Accident-proof, I thought. Until now. 

What I hadn’t taken into account was the plate-warmer to the right of the hob, a feature I’d used maybe twice in five years. It’s a ceramic surface, electrically powered – and I know now that it can be turned on even when the cooker lid is down.

Looking at the charred bread and the melted plastic, ‘warmer’ suddenly seemed a bit of an understatement!

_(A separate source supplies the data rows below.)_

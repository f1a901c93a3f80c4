//! Image generation proxy
//!
//! Wire types shared by the page and the server, plus the axum routes that
//! forward generation requests to the image service. The credential stays on
//! the server, and only prompts from the page's own content catalog are
//! accepted.

use serde::{Deserialize, Serialize};

pub const GENERATE_PATH: &str = "/api/images/generate";
pub const STATUS_PATH: &str = "/api/images/status";

/// Request body for [`GENERATE_PATH`]
#[derive(Clone, Debug, Serialize, Deserialize)]
pub struct GenerateImageRequest {
    pub key: String,
    pub prompt: String,
}

/// Response body for [`GENERATE_PATH`]
#[derive(Clone, Debug, Serialize, Deserialize)]
pub struct GenerateImageResponse {
    pub key: String,
    pub data_url: String,
}

/// Response body for [`STATUS_PATH`]
#[derive(Clone, Debug, Serialize, Deserialize)]
pub struct StatusResponse {
    pub enabled: bool,
}

/// Error payload returned by the image routes
#[derive(Clone, Debug, Serialize, Deserialize)]
pub struct ErrorResponse {
    pub error: ErrorDetail,
}

#[derive(Clone, Debug, Serialize, Deserialize)]
pub struct ErrorDetail {
    pub message: String,
    pub code: u16,
}

#[cfg(feature = "ssr")]
pub use server::{ImageApiError, ImageApiState, image_api_router};

#[cfg(feature = "ssr")]
mod server {
    use axum::{
        Json, Router,
        extract::State,
        http::StatusCode,
        response::{IntoResponse, Response},
        routing::{get, post},
    };
    use std::sync::Arc;

    use super::*;
    use crate::core::config::Config;
    use crate::core::content::visual_prompt;
    use crate::core::gemini::GeminiClient;
    use crate::core::image_cache::{ImageError, ImageServiceStatus};

    /// Shared state for the image routes
    #[derive(Clone)]
    pub struct ImageApiState {
        pub client: GeminiClient,
    }

    impl ImageApiState {
        pub fn from_config(config: &Config) -> Self {
            Self {
                client: GeminiClient::from_config(config),
            }
        }

        pub fn status(&self) -> ImageServiceStatus {
            ImageServiceStatus::from_enabled(self.client.is_configured())
        }
    }

    /// Image API error types
    #[derive(Debug, thiserror::Error)]
    pub enum ImageApiError {
        #[error("Unknown visual: {0}")]
        UnknownKey(String),

        #[error("Prompt does not match visual '{0}'")]
        PromptMismatch(String),

        #[error(transparent)]
        Generation(#[from] ImageError),
    }

    impl ImageApiError {
        fn status_code(&self) -> StatusCode {
            match self {
                ImageApiError::UnknownKey(_) => StatusCode::NOT_FOUND,
                ImageApiError::PromptMismatch(_) => StatusCode::BAD_REQUEST,
                ImageApiError::Generation(e) => match e {
                    ImageError::MissingCredential => StatusCode::SERVICE_UNAVAILABLE,
                    ImageError::Network(_) | ImageError::Remote { .. } => StatusCode::BAD_GATEWAY,
                    ImageError::NoImagePayload => StatusCode::UNPROCESSABLE_ENTITY,
                    ImageError::Malformed(_) => StatusCode::BAD_GATEWAY,
                },
            }
        }
    }

    impl IntoResponse for ImageApiError {
        fn into_response(self) -> Response {
            let status = self.status_code();
            let body = ErrorResponse {
                error: ErrorDetail {
                    message: self.to_string(),
                    code: status.as_u16(),
                },
            };

            (status, Json(body)).into_response()
        }
    }

    /// Create the image API router
    pub fn image_api_router(state: ImageApiState) -> Router {
        Router::new()
            .route(GENERATE_PATH, post(generate_handler))
            .route(STATUS_PATH, get(status_handler))
            .with_state(Arc::new(state))
    }

    async fn status_handler(State(state): State<Arc<ImageApiState>>) -> Json<StatusResponse> {
        Json(StatusResponse {
            enabled: state.status().is_enabled(),
        })
    }

    async fn generate_handler(
        State(state): State<Arc<ImageApiState>>,
        Json(request): Json<GenerateImageRequest>,
    ) -> Result<Json<GenerateImageResponse>, ImageApiError> {
        let prompt = visual_prompt(&request.key)
            .ok_or_else(|| ImageApiError::UnknownKey(request.key.clone()))?;

        if request.prompt != prompt {
            return Err(ImageApiError::PromptMismatch(request.key));
        }

        tracing::info!(
            "Image generation request: key={}, model={}",
            request.key,
            state.client.model()
        );

        let image = state.client.generate(prompt).await.map_err(|e| {
            tracing::warn!("Image generation for '{}' failed: {}", request.key, e);
            ImageApiError::from(e)
        })?;

        Ok(Json(GenerateImageResponse {
            key: request.key,
            data_url: image.to_data_url(),
        }))
    }

    #[cfg(test)]
    mod tests {
        use super::*;
        use crate::core::content::{HERO_KEY, HERO_PROMPT, META_SAMPLES};
        use axum::body::Body;
        use axum::http::Request;
        use tower::ServiceExt;

        fn state(key: Option<&str>, api_base: &str) -> ImageApiState {
            ImageApiState::from_config(&Config {
                image_api_key: key.map(str::to_string),
                image_api_base: api_base.to_string(),
                image_model: "gemini-2.5-flash-image".to_string(),
                image_aspect_ratio: None,
            })
        }

        fn generate(key: &str, prompt: &str) -> Request<Body> {
            let body = serde_json::to_string(&GenerateImageRequest {
                key: key.to_string(),
                prompt: prompt.to_string(),
            })
            .unwrap();
            Request::post(GENERATE_PATH)
                .header("Content-Type", "application/json")
                .body(Body::from(body))
                .unwrap()
        }

        async fn body_json<T: serde::de::DeserializeOwned>(response: Response) -> T {
            let bytes = axum::body::to_bytes(response.into_body(), usize::MAX)
                .await
                .unwrap();
            serde_json::from_slice(&bytes).unwrap()
        }

        #[tokio::test]
        async fn test_status_reports_credential() {
            let app = image_api_router(state(None, "http://127.0.0.1:9"));
            let response = app
                .oneshot(Request::get(STATUS_PATH).body(Body::empty()).unwrap())
                .await
                .unwrap();
            let status: StatusResponse = body_json(response).await;
            assert!(!status.enabled);

            let app = image_api_router(state(Some("key"), "http://127.0.0.1:9"));
            let response = app
                .oneshot(Request::get(STATUS_PATH).body(Body::empty()).unwrap())
                .await
                .unwrap();
            let status: StatusResponse = body_json(response).await;
            assert!(status.enabled);
        }

        #[tokio::test]
        async fn test_generate_without_credential_is_unavailable() {
            let app = image_api_router(state(None, "http://127.0.0.1:9"));
            let response = app.oneshot(generate(HERO_KEY, HERO_PROMPT)).await.unwrap();

            assert_eq!(response.status(), StatusCode::SERVICE_UNAVAILABLE);
            let error: ErrorResponse = body_json(response).await;
            assert_eq!(error.error.code, 503);
        }

        #[tokio::test]
        async fn test_generate_rejects_unknown_key() {
            let app = image_api_router(state(Some("key"), "http://127.0.0.1:9"));
            let response = app.oneshot(generate("g1", "anything")).await.unwrap();

            assert_eq!(response.status(), StatusCode::NOT_FOUND);
        }

        #[tokio::test]
        async fn test_generate_rejects_foreign_prompt() {
            let app = image_api_router(state(Some("key"), "http://127.0.0.1:9"));
            let response = app
                .oneshot(generate("m1", "a cat wearing a hat"))
                .await
                .unwrap();

            assert_eq!(response.status(), StatusCode::BAD_REQUEST);
        }

        #[tokio::test]
        async fn test_generate_proxies_to_upstream() {
            let upstream = Router::new().route(
                "/v1beta/models/{call}",
                post(|| async {
                    Json(serde_json::json!({
                        "candidates": [{ "content": { "parts": [
                            { "inlineData": { "mimeType": "image/png", "data": "AAAA" } }
                        ]}}]
                    }))
                }),
            );
            let listener = tokio::net::TcpListener::bind("127.0.0.1:0").await.unwrap();
            let addr = listener.local_addr().unwrap();
            tokio::spawn(async move {
                axum::serve(listener, upstream).await.unwrap();
            });

            let app = image_api_router(state(Some("key"), &format!("http://{}/v1beta", addr)));
            let sample = META_SAMPLES[0];
            let response = app.oneshot(generate(sample.id, sample.prompt)).await.unwrap();

            assert_eq!(response.status(), StatusCode::OK);
            let body: GenerateImageResponse = body_json(response).await;
            assert_eq!(body.key, "m1");
            assert_eq!(body.data_url, "data:image/png;base64,AAAA");
        }

        #[tokio::test]
        async fn test_generate_without_payload_is_unprocessable() {
            let upstream = Router::new().route(
                "/v1beta/models/{call}",
                post(|| async {
                    Json(serde_json::json!({
                        "candidates": [{ "content": { "parts": [{ "text": "I cannot draw that" }] } }]
                    }))
                }),
            );
            let listener = tokio::net::TcpListener::bind("127.0.0.1:0").await.unwrap();
            let addr = listener.local_addr().unwrap();
            tokio::spawn(async move {
                axum::serve(listener, upstream).await.unwrap();
            });

            let app = image_api_router(state(Some("key"), &format!("http://{}/v1beta", addr)));
            let response = app.oneshot(generate(HERO_KEY, HERO_PROMPT)).await.unwrap();

            assert_eq!(response.status(), StatusCode::UNPROCESSABLE_ENTITY);
        }
    }
}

– Lena, did you turn this on?

– No.

– You have to be careful, älskling. If you touch these knobs you could end up burning the whole kitchen down.

– I know. I know. I know!

She watched over my shoulder as I took a knife to the plastic smeared across the lid. But it’d have to wait. The glass was too hot.

Ten minutes later, I had another go at it. A knife was no good. I could lift little shreds of plastic, but it would take forever. So I took a scourer to it instead, one of those little yellow pads with a green backing. And gradually, with a bit of effort, the lid was beginning to look better.

When suddenly, with an almighty crack, this happened …

Dementia dangers in the kitchen
An explosive combination - unsafe equipment and dementia

How I came away from this unscathed, I don’t know. Lucky I was wearing my glasses. Lucky too that Lena by this time had lost interest and had drifted back to the front room. There were thousands of tiny glass granules all over the kitchen. And as I carefully lifted each of the shards from the hobs, they disintegrated too. 

An hour later I’d finally got the kitchen cleaned up (although today, three weeks later, I’m still finding the odd glass fragment in nooks and crannies). So my next thought was how to rid our kitchen of dementia dangers. Because although you might forget a lot with dementia, I’ve learnt there’s one thing you always remember: how to create havoc. Without a doubt, Lena would be turning that plate-warmer knob on again in the next few days. There was no cooker lid to worry about now, but she could still easily burn herself. The red warning light had no meaning to her. 

The obvious solution was to turn off the electricity between uses. But the switch is hidden way down behind the cooker, out of reach. And the cooker is chained to the wall so that the gas supply can’t be disconnected. Time to call an electrician to install a new socket. Wonder if I should call the same genius who fitted the smoke alarm?

Unsafe equipment and dementia is an explosive combination. But here’s the thing. Inadvertently, Lena had managed to expose four separate safety issues.

  1. It shouldn’t have been possible to turn the plate-warmer on with the cooker lid down.
  2. The cooker lid wasn’t heat-resistant.
  3. The smoke-alarm didn’t go off. Was it the wrong sort of smoke?
  4. The electricity socket for the oven was inaccessible.
Does Lena have a future as a safety tester?
 

I’m only half-joking. Most of the time we saunter carelessly on through life, unaware of the dangers, confident that bad things only happen to other people. But when you start looking for dementia dangers, the world suddenly starts to look different. Lena will often turn a tap on and leave it running. What if she one day puts the plug in the sink first? Or that plant food I left out the other day – I’ve often seen her pick something inappropriate up and try to eat or drink it …

Let’s put a more positive spin on it. What if the designers of self-driving cars came up with a means of transportation that could take even people with advanced dementia safely from place to place? As a learning exercise, incorporating the same safety and automation features into the vehicles they designed for the rest of us, might there not be huge benefits?

 Who knows? Perhaps they’re already working on it.